Beginning at the top of the data below, write out every line exactly until you reach the line with "pub trait NonceStore: Send", and include that line.

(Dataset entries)

--*--

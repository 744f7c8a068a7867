//! Replay protection storage for webhook nonces.

use async_trait::async_trait;
use std::collections::HashMap;
use std::time::{Duration, Instant};
use thiserror::Error;
use tokio::sync::Mutex;

#[derive(Debug, Error)]
#[error("nonce store unavailable: {0}")]
pub struct NonceStoreError(pub String);

#[async_trait]
pub trait NonceStore: Send + Sync {
    async fn seen(&self, nonce: &str) -> Result<bool, NonceStoreError>;

    /// Record the nonce for `ttl`. Returns false when it was already present.
    async fn record(&self, nonce: &str, ttl: Duration) -> Result<bool, NonceStoreError>;
}

/// Process-local nonce store, pruned lazily on every write.
#[derive(Default)]
pub struct MemoryNonceStore {
    entries: Mutex<HashMap<String, Instant>>,
}

impl MemoryNonceStore {
    pub fn new() -> Self {
        Self::default()
    }
}

#[async_trait]
impl NonceStore for MemoryNonceStore {
    async fn seen(&self, nonce: &str) -> Result<bool, NonceStoreError> {
        let entries = self.entries.lock().await;
        Ok(entries
            .get(nonce)
            .map_or(false, |expires| *expires > Instant::now()))
    }

    async fn record(&self, nonce: &str, ttl: Duration) -> Result<bool, NonceStoreError> {
        let now = Instant::now();
        let mut entries = self.entries.lock().await;
        entries.retain(|_, expires| *expires > now);
        if entries.contains_key(nonce) {
            return Ok(false);
        }
        entries.insert(nonce.to_string(), now + ttl);
        Ok(true)
    }
}

#[cfg(test)]
mod tests {
    use super::*;

    #[tokio::test]
    async fn second_record_loses() {
        let store = MemoryNonceStore::new();
        assert!(!store.seen("n-1").await.unwrap());
        assert!(store.record("n-1", Duration::from_secs(600)).await.unwrap());
        assert!(store.seen("n-1").await.unwrap());
        assert!(!store.record("n-1", Duration::from_secs(600)).await.unwrap());
    }

    #[tokio::test]
    async fn expired_nonces_are_forgotten() {
        let store = MemoryNonceStore::new();
        assert!(store.record("n-2", Duration::from_millis(0)).await.unwrap());
        assert!(!store.seen("n-2").await.unwrap());
        assert!(store.record("n-2", Duration::from_secs(1)).await.unwrap());
    }
}
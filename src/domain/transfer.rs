//! Transfer pricing and limit rules.

use serde::{Deserialize, Serialize};

/// Destination of an outbound bank transfer.
#[derive(Debug, Clone, PartialEq, Eq, Serialize, Deserialize)]
#[serde(rename_all = "camelCase")]
pub struct Beneficiary {
    pub account_number: String,
    pub bank_code: String,
    pub account_name: String,
}

impl Beneficiary {
    /// Lower-cased name with collapsed whitespace, used for statement matching.
    pub fn normalized_name(&self) -> String {
        normalize_name(&self.account_name)
    }
}

pub fn normalize_name(name: &str) -> String {
    name.split_whitespace()
        .map(|part| part.to_lowercase())
        .collect::<Vec<_>>()
        .join(" ")
}

#[derive(Debug, Clone, Copy, PartialEq, Eq)]
pub struct FeeSchedule {
    pub fixed: i64,
    /// Percentage component in basis points (50 = 0.5%).
    pub bps: u32,
}

impl Default for FeeSchedule {
    fn default() -> Self {
        Self { fixed: 100, bps: 50 }
    }
}

impl FeeSchedule {
    /// Fixed fee plus the percentage part rounded up to the next minor unit.
    pub fn fee_for(&self, amount: i64) -> i64 {
        let scaled = i128::from(amount) * i128::from(self.bps);
        let percentage = (scaled + 9_999) / 10_000;
        self.fixed + percentage as i64
    }
}

#[derive(Debug, Clone, Copy, PartialEq, Eq)]
pub struct TransferLimits {
    pub min: i64,
    pub max: i64,
    pub daily: i64,
    pub monthly: i64,
}

impl Default for TransferLimits {
    fn default() -> Self {
        Self {
            min: 10_000,
            max: 500_000_000,
            daily: 1_000_000_000,
            monthly: 10_000_000_000,
        }
    }
}

#[cfg(test)]
mod tests {
    use super::*;

    #[test]
    fn default_fee_on_ten_thousand() {
        assert_eq!(FeeSchedule::default().fee_for(10_000), 150);
    }

    #[test]
    fn percentage_rounds_up() {
        let fees = FeeSchedule { fixed: 0, bps: 50 };
        // 0.5% of 10_001 is 50.005
        assert_eq!(fees.fee_for(10_001), 51);
        assert_eq!(fees.fee_for(0), 0);
    }

    #[test]
    fn names_normalize() {
        assert_eq!(normalize_name("  Ada   LOVELACE "), "ada lovelace");
    }
}
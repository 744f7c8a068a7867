use axum::{
    extract::{Path, State},
    Json,
};
use serde::Serialize;

use crate::domain::{AuditEntry, Transaction};
use crate::error::AppError;
use crate::AppState;

#[derive(Debug, Serialize)]
#[serde(rename_all = "camelCase")]
pub struct TransactionView {
    pub transaction: Transaction,
    pub audit_trail: Vec<AuditEntry>,
}

pub async fn get_transaction(
    State(state): State<AppState>,
    Path(reference): Path<String>,
) -> Result<Json<TransactionView>, AppError> {
    let (transaction, audit_trail) = state.services.ledger.history(&reference).await?;
    Ok(Json(TransactionView {
        transaction,
        audit_trail,
    }))
}
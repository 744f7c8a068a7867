mod common;

use chrono::{Duration, Utc};
use uuid::Uuid;

use settlement_core::domain::TransactionStatus;
use settlement_core::ports::JobRepository;
use settlement_core::services::scheduler::{JobKind, JobScheduler};

use common::{harness, Harness};

fn scheduler(h: &Harness) -> JobScheduler {
    JobScheduler::new(
        h.services.repositories.jobs.clone(),
        h.services.clone(),
        JobScheduler::default_definitions("0 */15 * * * *").unwrap(),
    )
}

#[tokio::test]
async fn test_nothing_runs_before_first_due_time() {
    let h = harness();
    let now = Utc::now();
    let jobs = scheduler(&h);
    jobs.register(now).await.unwrap();

    let runs = jobs.run_due(now).await;
    assert!(runs.is_empty());
}

#[tokio::test]
async fn test_leased_job_is_skipped_by_other_instances() {
    let h = harness();
    let now = Utc::now();
    let first = scheduler(&h);
    let second = scheduler(&h);
    first.register(now).await.unwrap();

    let later = now + Duration::hours(1);
    let sweep = JobKind::StalenessSweep.name();
    // another instance holds the sweep
    assert!(h
        .services
        .repositories
        .jobs
        .claim(sweep, later, Duration::minutes(10))
        .await
        .unwrap());

    let runs = second.run_due(later).await;
    assert_eq!(runs.len(), 3);
    assert!(runs.iter().all(|run| run.job != sweep));
    assert!(runs.iter().all(|run| run.summary.is_ok()));

    // completed jobs moved on; the leased one is still held
    assert!(first.run_due(later).await.is_empty());

    let after_lease = later + Duration::minutes(11);
    let runs = first.run_due(after_lease).await;
    assert!(runs.iter().any(|run| run.job == sweep));
}

#[tokio::test]
async fn test_due_job_runs_its_work() {
    let h = harness();
    let user = Uuid::new_v4();
    let now = Utc::now();
    h.seed_deposit("DVA_STALE", user, 50_000, now - Duration::hours(48))
        .await;
    let jobs = scheduler(&h);
    jobs.register(now).await.unwrap();

    let runs = jobs.run_due(now + Duration::hours(1)).await;
    let sweep = runs
        .iter()
        .find(|run| run.job == JobKind::StalenessSweep.name())
        .unwrap();
    assert!(sweep.summary.is_ok());

    let tx = h.services.ledger.get("DVA_STALE").await.unwrap();
    assert_eq!(tx.status, TransactionStatus::Failed);
    let job = h
        .services
        .repositories
        .jobs
        .get(JobKind::StalenessSweep.name())
        .await
        .unwrap()
        .unwrap();
    assert!(job.due_at > now + Duration::hours(1));
    assert!(job.last_error.is_none());
}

--*--

▶ COMPLETED EXERCISE:
repository 744f7c8a068a7867
//! Replay protection storage for webhook nonces.

use async_trait::async_trait;
use std::collections::HashMap;
use std::time::{Duration, Instant};
use thiserror::Error;
use tokio::sync::Mutex;

#[derive(Debug, Error)]
#[error("nonce store unavailable: {0}")]
pub struct NonceStoreError(pub String);

#[async_trait]
pub trait NonceStore: Send + Sync {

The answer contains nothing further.